▶ **Task requirements**
Report how many lines in the records carry the string "matches", and give no further text.

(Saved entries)
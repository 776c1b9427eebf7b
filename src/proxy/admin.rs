//! Cache control endpoint.
//!
//! When the proxy is started with an admin path, requests for exactly that
//! path are answered locally instead of being forwarded:
//!
//! | Method   | Effect                                  | Body                           |
//! |----------|-----------------------------------------|--------------------------------|
//! | `GET`    | none                                    | [`ProxyStats`] as JSON         |
//! | `DELETE` | drops every entry in one atomic step    | [`ClearReport`] as JSON        |
//! | other    | none                                    | `405`, `Allow: GET, DELETE`    |
//!
//! [`clear_remote`] is the client half used by the `clear-cache` subcommand.

use serde::{Deserialize, Serialize};
use thiserror::Error;
use tracing::info;

use super::{CachingProxy, ProxyStats, Upstream};
use crate::http::{Method, Request, Response, StatusCode};

const JSON: &str = "application/json";

/// Result of a cache clear.
#[derive(Debug, Clone, Copy, PartialEq, Eq, Serialize, Deserialize)]
pub struct ClearReport {
    /// Entries that were in the store when it was cleared.
    pub cleared: usize,
}

/// Answers a request addressed to the admin path.
pub(crate) fn handle<U: Upstream>(proxy: &CachingProxy<U>, request: &Request) -> Response {
    match request.method() {
        Method::Get => json(&proxy.stats()),
        Method::Delete => {
            let cleared = proxy.store().clear();
            info!(cleared, "cache cleared");
            json(&ClearReport { cleared })
        }
        _ => Response::plain_text(StatusCode::METHOD_NOT_ALLOWED, "Method Not Allowed")
            .header("Allow", "GET, DELETE"),
    }
}

fn json<T: Serialize>(value: &T) -> Response {
    match serde_json::to_vec(value) {
        Ok(body) => Response::new(StatusCode::OK)
            .header("Content-Type", JSON)
            .header("Cache-Control", "no-store")
            .body_bytes(body),
        Err(e) => {
            tracing::error!(error = %e, "failed to encode admin response");
            Response::plain_text(StatusCode::INTERNAL_SERVER_ERROR, super::INTERNAL_ERROR_MESSAGE)
        }
    }
}

/// Errors from [`clear_remote`] and [`stats_remote`].
#[derive(Debug, Error)]
pub enum AdminError {
    #[error("could not reach the proxy at {url}: {source}")]
    Request {
        url: String,
        #[source]
        source: reqwest::Error,
    },

    #[error("proxy at {url} answered {status}; is the admin path enabled?")]
    Status { url: String, status: u16 },

    #[error("unexpected response body from {url}: {source}")]
    Decode {
        url: String,
        #[source]
        source: serde_json::Error,
    },
}

/// Asks a running proxy at `addr` (`host:port`) to clear its cache.
/// Returns how many entries were dropped.
pub async fn clear_remote(addr: &str, admin_path: &str) -> Result<usize, AdminError> {
    let report: ClearReport = call(reqwest::Method::DELETE, addr, admin_path).await?;
    Ok(report.cleared)
}

/// Fetches the counters of a running proxy.
pub async fn stats_remote(addr: &str, admin_path: &str) -> Result<ProxyStats, AdminError> {
    call(reqwest::Method::GET, addr, admin_path).await
}

async fn call<T: serde::de::DeserializeOwned>(
    method: reqwest::Method,
    addr: &str,
    admin_path: &str,
) -> Result<T, AdminError> {
    let url = format!("http://{addr}{admin_path}");
    let request_failed = |source| AdminError::Request {
        url: url.clone(),
        source,
    };

    let response = reqwest::Client::new()
        .request(method, &url)
        .send()
        .await
        .map_err(request_failed)?;

    let status = response.status();
    if !status.is_success() {
        return Err(AdminError::Status {
            url,
            status: status.as_u16(),
        });
    }

    let body = response.bytes().await.map_err(request_failed)?;
    serde_json::from_slice(&body).map_err(|source| AdminError::Decode { url, source })
}
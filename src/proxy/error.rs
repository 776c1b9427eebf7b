use thiserror::Error;

type BoxError = Box<dyn std::error::Error + Send + Sync>;

/// Why a forward attempt produced no usable origin response.
///
/// The pipeline turns [`Upstream`](Self::Upstream) into `502 Bad Gateway`
/// and [`Internal`](Self::Internal) into `500 Internal Server Error`.
/// Neither is retried.
#[derive(Debug, Error)]
pub enum ForwardError {
    /// The origin could not be reached or the exchange with it broke down:
    /// refused, unreachable, timed out, or a protocol or body error.
    #[error("origin request to {target} failed: {source}")]
    Upstream {
        target: String,
        #[source]
        source: BoxError,
    },

    /// Anything else, such as an outbound request that could not be built.
    #[error("internal forwarding failure: {reason}")]
    Internal { reason: String },
}

impl ForwardError {
    pub fn upstream(target: impl Into<String>, source: impl Into<BoxError>) -> Self {
        Self::Upstream {
            target: target.into(),
            source: source.into(),
        }
    }

    pub fn internal(reason: impl Into<String>) -> Self {
        Self::Internal {
            reason: reason.into(),
        }
    }

    /// Classifies a transport error: only failures to *build* the request
    /// are ours, everything the client hit on the wire is the origin's.
    pub(crate) fn from_reqwest(target: &str, error: reqwest::Error) -> Self {
        if error.is_builder() {
            Self::internal(error.to_string())
        } else {
            Self::upstream(target, error)
        }
    }

    pub fn is_upstream(&self) -> bool {
        matches!(self, Self::Upstream { .. })
    }
}
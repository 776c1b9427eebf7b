//! HTTP/1.1 response builder.
//!
//! Provides a fluent builder API for constructing HTTP responses and
//! serializing them to a byte buffer for transmission over TCP.

use bytes::{BufMut, Bytes, BytesMut};

use super::{Headers, StatusCode};

/// Header fields that describe message framing on a single connection.
///
/// The serializer owns these: values carried on a [`Response`] (for example
/// copied from an origin response) are never written verbatim. The one
/// exception is a declared `Content-Length` on a response that carries no
/// body by definition (HEAD, `304`), which is relayed as the length of the
/// representation.
const FRAMING_HEADERS: [&str; 4] = ["content-length", "transfer-encoding", "connection", "keep-alive"];

/// Returns `true` if `name` is a framing header the serializer writes itself.
pub fn is_framing_header(name: &str) -> bool {
    FRAMING_HEADERS
        .iter()
        .any(|framing| framing.eq_ignore_ascii_case(name))
}

/// An HTTP/1.1 response, ready to be serialized and sent.
///
/// # Examples
///
/// ```
/// use rttp_cache::http::{Response, StatusCode};
///
/// let response = Response::new(StatusCode::OK)
///     .header("Content-Type", "application/json")
///     .body(r#"{"status":"ok"}"#);
///
/// let bytes = response.into_bytes();
/// let text = std::str::from_utf8(&bytes).unwrap();
/// assert!(text.starts_with("HTTP/1.1 200 OK\r\n"));
/// assert!(text.contains("Content-Length: 15\r\n"));
/// ```
#[derive(Debug, Clone)]
pub struct Response {
    status: StatusCode,
    headers: Headers,
    body: Bytes,
    keep_alive: bool,
}

impl Response {
    /// Creates a new response with the given status and an empty body.
    pub fn new(status: StatusCode) -> Self {
        Self {
            status,
            headers: Headers::new(),
            body: Bytes::new(),
            keep_alive: true,
        }
    }

    /// Creates a `text/plain` response, the shape used for every error the
    /// proxy generates itself.
    pub fn plain_text(status: StatusCode, text: impl Into<String>) -> Self {
        Self::new(status)
            .header("Content-Type", "text/plain; charset=utf-8")
            .body(text)
    }

    /// Appends a response header. Multiple calls with the same name are additive.
    #[must_use]
    pub fn header(mut self, name: impl Into<String>, value: impl Into<String>) -> Self {
        self.headers.insert(name, value);
        self
    }

    /// Replaces the whole header map.
    #[must_use]
    pub fn headers(mut self, headers: Headers) -> Self {
        self.headers = headers;
        self
    }

    /// Sets a single-valued header in place, replacing any previous values.
    pub fn set_header(&mut self, name: impl Into<String>, value: impl Into<String>) {
        self.headers.set(name, value);
    }

    /// Sets the response body from a string.
    ///
    /// The `Content-Length` header is written automatically by [`into_bytes`](Self::into_bytes).
    #[must_use]
    pub fn body(mut self, body: impl Into<String>) -> Self {
        self.body = Bytes::from(body.into());
        self
    }

    /// Sets the response body from raw bytes. `Bytes` bodies are shared, not copied.
    #[must_use]
    pub fn body_bytes(mut self, body: impl Into<Bytes>) -> Self {
        self.body = body.into();
        self
    }

    /// Controls whether the `Connection: keep-alive` or `Connection: close` header is written.
    #[must_use]
    pub fn keep_alive(mut self, keep_alive: bool) -> Self {
        self.keep_alive = keep_alive;
        self
    }

    /// Returns the status code of this response.
    pub fn status(&self) -> StatusCode {
        self.status
    }

    /// Returns the header map of this response.
    pub fn header_map(&self) -> &Headers {
        &self.headers
    }

    /// Returns the body of this response.
    pub fn content(&self) -> &Bytes {
        &self.body
    }

    /// Serializes the response into a `BytesMut` buffer using HTTP/1.1 wire format.
    ///
    /// Framing headers carried on the response are dropped and replaced by:
    /// - `Connection: keep-alive` or `Connection: close`;
    /// - `Content-Length`, always the last header before the blank line.
    ///
    /// `Content-Length` is the body length, except that `1xx` and `204`
    /// responses get none (RFC 9110 §8.6) and a `304` keeps the one it
    /// declares, if any. Those three never carry a body.
    pub fn into_bytes(self) -> BytesMut {
        self.encode(false)
    }

    /// Serializes the response to a `HEAD` request: the head that a `GET`
    /// would produce and no body. A declared `Content-Length` is relayed;
    /// otherwise the length of the body is announced.
    pub fn into_head_bytes(self) -> BytesMut {
        self.encode(true)
    }

    fn encode(self, head: bool) -> BytesMut {
        let bodiless_status = self.status.is_informational() || self.status == StatusCode::NO_CONTENT;
        let (content_length, send_body) = if bodiless_status {
            (None, false)
        } else if head || self.status == StatusCode::NOT_MODIFIED {
            let announced = (head && !self.body.is_empty()).then(|| self.body.len().to_string());
            (self.declared_length().or(announced), false)
        } else {
            (Some(self.body.len().to_string()), true)
        };

        let estimated_size = 128 + self.headers.len() * 64 + if send_body { self.body.len() } else { 0 };
        let mut buf = BytesMut::with_capacity(estimated_size);

        // Status line. Unregistered codes get an empty reason phrase, which
        // RFC 9112 §4 allows.
        buf.put(
            format!(
                "HTTP/1.1 {} {}\r\n",
                self.status.as_u16(),
                self.status.canonical_reason().unwrap_or("")
            )
            .as_bytes(),
        );

        for (name, value) in self.headers.iter() {
            if is_framing_header(name) {
                continue;
            }
            buf.put(format!("{name}: {value}\r\n").as_bytes());
        }

        let connection = if self.keep_alive {
            "keep-alive"
        } else {
            "close"
        };
        buf.put(format!("Connection: {connection}\r\n").as_bytes());
        if let Some(length) = content_length {
            buf.put(format!("Content-Length: {length}\r\n").as_bytes());
        }
        buf.put(&b"\r\n"[..]);

        if send_body && !self.body.is_empty() {
            buf.put(self.body);
        }

        buf
    }

    /// A well-formed `Content-Length` carried on the response.
    fn declared_length(&self) -> Option<String> {
        self.headers
            .get("content-length")
            .map(str::trim)
            .filter(|v| !v.is_empty() && v.bytes().all(|b| b.is_ascii_digit()))
            .map(str::to_owned)
    }
}

impl Default for Response {
    fn default() -> Self {
        Self::new(StatusCode::OK)
    }
}

#[cfg(test)]
mod tests {
    use super::*;

    fn to_string(bytes: BytesMut) -> String {
        String::from_utf8(bytes.to_vec()).unwrap()
    }

    #[test]
    fn simple_ok_response() {
        let r = Response::new(StatusCode::OK).body("Hello");
        let s = to_string(r.into_bytes());
        assert!(s.starts_with("HTTP/1.1 200 OK\r\n"));
        assert!(s.contains("Content-Length: 5\r\n"));
        assert!(s.ends_with("\r\n\r\nHello"));
    }

    #[test]
    fn no_default_content_type() {
        let r = Response::new(StatusCode::OK).body_bytes(vec![1u8, 2, 3]);
        let s = String::from_utf8_lossy(&r.into_bytes()).into_owned();
        assert!(!s.to_ascii_lowercase().contains("content-type"));
    }

    #[test]
    fn repeated_headers_are_all_written() {
        let r = Response::new(StatusCode::OK)
            .header("Set-Cookie", "a=1")
            .header("Set-Cookie", "b=2");
        let s = to_string(r.into_bytes());
        assert!(s.contains("Set-Cookie: a=1\r\nSet-Cookie: b=2\r\n"));
    }

    #[test]
    fn framing_headers_are_recomputed() {
        let r = Response::new(StatusCode::OK)
            .header("content-length", "999")
            .header("Transfer-Encoding", "chunked")
            .header("Connection", "upgrade")
            .body("abc");
        let s = to_string(r.into_bytes());
        assert!(!s.contains("999"));
        assert!(!s.contains("chunked"));
        assert!(!s.contains("upgrade"));
        assert!(s.contains("Content-Length: 3\r\n"));
        assert!(s.contains("Connection: keep-alive\r\n"));
    }

    #[test]
    fn connection_close() {
        let r = Response::new(StatusCode::OK).keep_alive(false);
        let s = to_string(r.into_bytes());
        assert!(s.contains("Connection: close\r\n"));
    }

    #[test]
    fn unregistered_status_has_empty_reason() {
        let r = Response::new(StatusCode::from_u16(599).unwrap());
        let s = to_string(r.into_bytes());
        assert!(s.starts_with("HTTP/1.1 599 \r\n"));
    }

    #[test]
    fn head_relays_the_declared_length() {
        let r = Response::new(StatusCode::OK)
            .header("Content-Type", "application/octet-stream")
            .header("Content-Length", "12345");
        let s = to_string(r.into_head_bytes());
        assert!(s.contains("Content-Length: 12345\r\n"));
        assert_eq!(s.matches("Content-Length").count(), 1);
        assert!(s.ends_with("\r\n\r\n"));
    }

    #[test]
    fn head_announces_local_body_without_sending_it() {
        let s = to_string(Response::new(StatusCode::OK).body("hello").into_head_bytes());
        assert!(s.contains("Content-Length: 5\r\n"));
        assert!(!s.contains("hello"));
    }

    #[test]
    fn not_modified_keeps_its_length_and_sends_no_body() {
        let r = Response::new(StatusCode::NOT_MODIFIED).header("content-length", "10");
        let s = to_string(r.into_bytes());
        assert!(s.starts_with("HTTP/1.1 304 Not Modified\r\n"));
        assert!(s.contains("Content-Length: 10\r\n"));
        assert!(s.ends_with("\r\n\r\n"));

        let bare = to_string(Response::new(StatusCode::NOT_MODIFIED).into_bytes());
        assert!(!bare.contains("Content-Length"));
    }

    #[test]
    fn no_content_and_informational_have_no_length() {
        for code in [204, 101] {
            let r = Response::new(StatusCode::from_u16(code).unwrap()).header("Content-Length", "0");
            let s = to_string(r.into_bytes());
            assert!(!s.contains("Content-Length"), "{s}");
            assert!(s.ends_with("\r\n\r\n"));
        }
    }

    #[test]
    fn set_header_replaces() {
        let mut r = Response::new(StatusCode::OK).header("X-Cache", "HIT");
        r.set_header("X-Cache", "MISS");
        let values: Vec<_> = r.header_map().get_all("x-cache").collect();
        assert_eq!(values, vec!["MISS"]);
    }
}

▶ **Exercise solution**
2